- Problem to solve
All of the entries below need to be repeated exactly.

- Recorded information
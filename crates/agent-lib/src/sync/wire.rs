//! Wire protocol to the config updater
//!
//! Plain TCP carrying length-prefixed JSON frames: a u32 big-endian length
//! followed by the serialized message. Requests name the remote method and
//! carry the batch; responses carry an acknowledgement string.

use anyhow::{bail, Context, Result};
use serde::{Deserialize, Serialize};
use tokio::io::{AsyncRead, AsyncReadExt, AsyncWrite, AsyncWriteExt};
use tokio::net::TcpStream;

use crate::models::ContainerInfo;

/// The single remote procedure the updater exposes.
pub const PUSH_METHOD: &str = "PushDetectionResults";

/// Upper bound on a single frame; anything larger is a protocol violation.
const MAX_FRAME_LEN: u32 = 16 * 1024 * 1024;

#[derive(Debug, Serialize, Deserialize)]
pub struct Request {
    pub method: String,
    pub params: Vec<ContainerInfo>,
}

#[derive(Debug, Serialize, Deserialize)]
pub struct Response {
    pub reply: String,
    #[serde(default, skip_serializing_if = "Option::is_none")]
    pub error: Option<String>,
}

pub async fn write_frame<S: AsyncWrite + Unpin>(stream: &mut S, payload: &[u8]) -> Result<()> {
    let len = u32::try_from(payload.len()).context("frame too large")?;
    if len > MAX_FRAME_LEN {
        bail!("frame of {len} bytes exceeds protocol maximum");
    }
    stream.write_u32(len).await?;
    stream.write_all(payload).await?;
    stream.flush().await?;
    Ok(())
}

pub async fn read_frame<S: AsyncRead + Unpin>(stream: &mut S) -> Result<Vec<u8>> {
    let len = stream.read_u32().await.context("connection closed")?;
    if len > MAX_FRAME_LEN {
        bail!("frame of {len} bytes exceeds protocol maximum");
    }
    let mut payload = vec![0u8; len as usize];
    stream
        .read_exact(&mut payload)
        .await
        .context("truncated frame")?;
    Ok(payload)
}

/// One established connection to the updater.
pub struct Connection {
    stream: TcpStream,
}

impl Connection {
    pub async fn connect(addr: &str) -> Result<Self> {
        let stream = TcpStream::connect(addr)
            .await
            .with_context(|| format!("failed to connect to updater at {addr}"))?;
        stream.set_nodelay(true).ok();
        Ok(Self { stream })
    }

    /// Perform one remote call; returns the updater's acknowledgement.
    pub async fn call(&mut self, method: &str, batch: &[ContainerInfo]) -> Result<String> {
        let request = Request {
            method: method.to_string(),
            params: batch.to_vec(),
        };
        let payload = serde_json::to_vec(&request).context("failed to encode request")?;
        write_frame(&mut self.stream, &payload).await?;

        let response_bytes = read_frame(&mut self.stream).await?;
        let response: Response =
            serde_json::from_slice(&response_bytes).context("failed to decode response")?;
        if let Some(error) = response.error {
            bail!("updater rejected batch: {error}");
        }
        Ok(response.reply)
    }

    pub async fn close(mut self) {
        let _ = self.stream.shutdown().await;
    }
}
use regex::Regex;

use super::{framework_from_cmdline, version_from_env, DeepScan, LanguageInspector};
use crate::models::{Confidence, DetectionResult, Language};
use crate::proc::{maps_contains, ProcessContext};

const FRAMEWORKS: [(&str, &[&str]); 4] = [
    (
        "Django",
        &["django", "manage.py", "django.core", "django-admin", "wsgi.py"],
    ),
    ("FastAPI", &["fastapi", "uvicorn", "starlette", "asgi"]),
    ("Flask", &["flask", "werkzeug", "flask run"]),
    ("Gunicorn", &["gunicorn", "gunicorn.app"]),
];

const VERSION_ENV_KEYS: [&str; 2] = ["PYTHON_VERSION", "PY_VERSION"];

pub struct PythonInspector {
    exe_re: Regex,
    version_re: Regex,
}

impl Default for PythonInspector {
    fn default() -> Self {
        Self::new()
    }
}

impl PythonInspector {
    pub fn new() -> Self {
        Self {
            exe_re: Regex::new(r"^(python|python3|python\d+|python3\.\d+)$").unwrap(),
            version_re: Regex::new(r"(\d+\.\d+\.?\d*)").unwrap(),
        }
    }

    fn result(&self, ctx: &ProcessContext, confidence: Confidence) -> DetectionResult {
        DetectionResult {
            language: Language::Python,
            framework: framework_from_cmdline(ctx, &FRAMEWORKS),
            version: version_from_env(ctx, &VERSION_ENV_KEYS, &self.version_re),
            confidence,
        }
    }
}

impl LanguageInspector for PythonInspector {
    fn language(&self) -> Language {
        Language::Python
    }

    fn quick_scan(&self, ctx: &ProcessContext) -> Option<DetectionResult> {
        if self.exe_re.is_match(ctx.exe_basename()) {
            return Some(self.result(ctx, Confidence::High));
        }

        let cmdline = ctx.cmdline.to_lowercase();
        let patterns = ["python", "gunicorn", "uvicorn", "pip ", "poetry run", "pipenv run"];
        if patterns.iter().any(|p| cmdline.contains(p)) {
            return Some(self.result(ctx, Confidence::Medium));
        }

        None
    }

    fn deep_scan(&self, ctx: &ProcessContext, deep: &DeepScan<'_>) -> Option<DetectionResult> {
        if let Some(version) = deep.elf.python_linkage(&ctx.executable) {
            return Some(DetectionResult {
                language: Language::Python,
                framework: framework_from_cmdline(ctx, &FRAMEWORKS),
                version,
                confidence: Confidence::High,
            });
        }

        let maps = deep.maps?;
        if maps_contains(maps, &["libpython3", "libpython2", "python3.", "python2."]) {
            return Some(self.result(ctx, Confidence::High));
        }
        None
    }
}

- Exercise answer
filename crates/agent-lib/src/sync/wire.rs
//! Wire protocol to the config updater
//!
//! Plain TCP carrying length-prefixed JSON frames: a u32 big-endian length
//! followed by the serialized message. Requests name the remote method and
//! carry the batch; responses carry an acknowledgement string.

use anyhow::{bail, Context, Result};
use serde::{Deserialize, Serialize};
use tokio::io::{AsyncRead, AsyncReadExt, AsyncWrite, AsyncWriteExt};
use tokio::net::TcpStream;

use crate::models::ContainerInfo;

/// The single remote procedure the updater exposes.
pub const PUSH_METHOD: &str = "PushDetectionResults";

/// Upper bound on a single frame; anything larger is a protocol violation.
const MAX_FRAME_LEN: u32 = 16 * 1024 * 1024;

#[derive(Debug, Serialize, Deserialize)]
pub struct Request {
    pub method: String,
    pub params: Vec<ContainerInfo>,
}

#[derive(Debug, Serialize, Deserialize)]
pub struct Response {
    pub reply: String,
    #[serde(default, skip_serializing_if = "Option::is_none")]
    pub error: Option<String>,
}

pub async fn write_frame<S: AsyncWrite + Unpin>(stream: &mut S, payload: &[u8]) -> Result<()> {
    let len = u32::try_from(payload.len()).context("frame too large")?;
    if len > MAX_FRAME_LEN {
        bail!("frame of {len} bytes exceeds protocol maximum");
    }
    stream.write_u32(len).await?;
    stream.write_all(payload).await?;
    stream.flush().await?;
    Ok(())
}

pub async fn read_frame<S: AsyncRead + Unpin>(stream: &mut S) -> Result<Vec<u8>> {
    let len = stream.read_u32().await.context("connection closed")?;
    if len > MAX_FRAME_LEN {
        bail!("frame of {len} bytes exceeds protocol maximum");
    }
    let mut payload = vec![0u8; len as usize];
    stream
        .read_exact(&mut payload)
        .await
        .context("truncated frame")?;
    Ok(payload)
}

/// One established connection to the updater.
pub struct Connection {
    stream: TcpStream,
}

impl Connection {
    pub async fn connect(addr: &str) -> Result<Self> {
        let stream = TcpStream::connect(addr)
            .await
            .with_context(|| format!("failed to connect to updater at {addr}"))?;
        stream.set_nodelay(true).ok();
        Ok(Self { stream })
    }

    /// Perform one remote call; returns the updater's acknowledgement.
    pub async fn call(&mut self, method: &str, batch: &[ContainerInfo]) -> Result<String> {
        let request = Request {
            method: method.to_string(),
            params: batch.to_vec(),
        };
        let payload = serde_json::to_vec(&request).context("failed to encode request")?;
        write_frame(&mut self.stream, &payload).await?;

        let response_bytes = read_frame(&mut self.stream).await?;
        let response: Response =
            serde_json::from_slice(&response_bytes).context("failed to decode response")?;
        if let Some(error) = response.error {
            bail!("updater rejected batch: {error}");
        }
        Ok(response.reply)
    }

    pub async fn close(mut self) {
        let _ = self.stream.shutdown().await;
    }
}
use regex::Regex;

use super::{framework_from_cmdline, version_from_env, DeepScan, LanguageInspector};
use crate::models::{Confidence, DetectionResult, Language};
use crate::proc::{maps_contains, ProcessContext};

const FRAMEWORKS: [(&str, &[&str]); 4] = [
    (
        "Django",
        &["django", "manage.py", "django.core", "django-admin", "wsgi.py"],
    ),
    ("FastAPI", &["fastapi", "uvicorn", "starlette", "asgi"]),
    ("Flask", &["flask", "werkzeug", "flask run"]),
    ("Gunicorn", &["gunicorn", "gunicorn.app"]),
];

const VERSION_ENV_KEYS: [&str; 2] = ["PYTHON_VERSION", "PY_VERSION"];

pub struct PythonInspector {
    exe_re: Regex,
    version_re: Regex,
}

impl Default for PythonInspector {
    fn default() -> Self {
        Self::new()
    }
}

impl PythonInspector {
    pub fn new() -> Self {
        Self {
            exe_re: Regex::new(r"^(python|python3|python\d+|python3\.\d+)$").unwrap(),
            version_re: Regex::new(r"(\d+\.\d+\.?\d*)").unwrap(),
        }
    }

    fn result(&self, ctx: &ProcessContext, confidence: Confidence) -> DetectionResult {
        DetectionResult {
            language: Language::Python,
            framework: framework_from_cmdline(ctx, &FRAMEWORKS),
            version: version_from_env(ctx, &VERSION_ENV_KEYS, &self.version_re),
            confidence,
        }
    }
}

impl LanguageInspector for PythonInspector {
    fn language(&self) -> Language {
        Language::Python
    }

    fn quick_scan(&self, ctx: &ProcessContext) -> Option<DetectionResult> {
        if self.exe_re.is_match(ctx.exe_basename()) {
            return Some(self.result(ctx, Confidence::High));
        }

        let cmdline = ctx.cmdline.to_lowercase();
        let patterns = ["python", "gunicorn", "uvicorn", "pip ", "poetry run", "pipenv run"];
        if patterns.iter().any(|p| cmdline.contains(p)) {
            return Some(self.result(ctx, Confidence::Medium));
        }

        None
    }

    fn deep_scan(&self, ctx: &ProcessContext, deep: &DeepScan<'_>) -> Option<DetectionResult> {
        if let Some(version) = deep.elf.python_linkage(&ctx.executable) {
            return Some(DetectionResult {
                language: Language::Python,
                framework: framework_from_cmdline(ctx, &FRAMEWORKS),
                version,
                confidence: Confidence::High,
            });
        }

        let maps = deep.maps?;
        if maps_contains(maps, &["libpython3", "libpython2", "python3.", "python2."]) {
            return Some(self.result(ctx, Confidence::High));
        }
        None
    }
}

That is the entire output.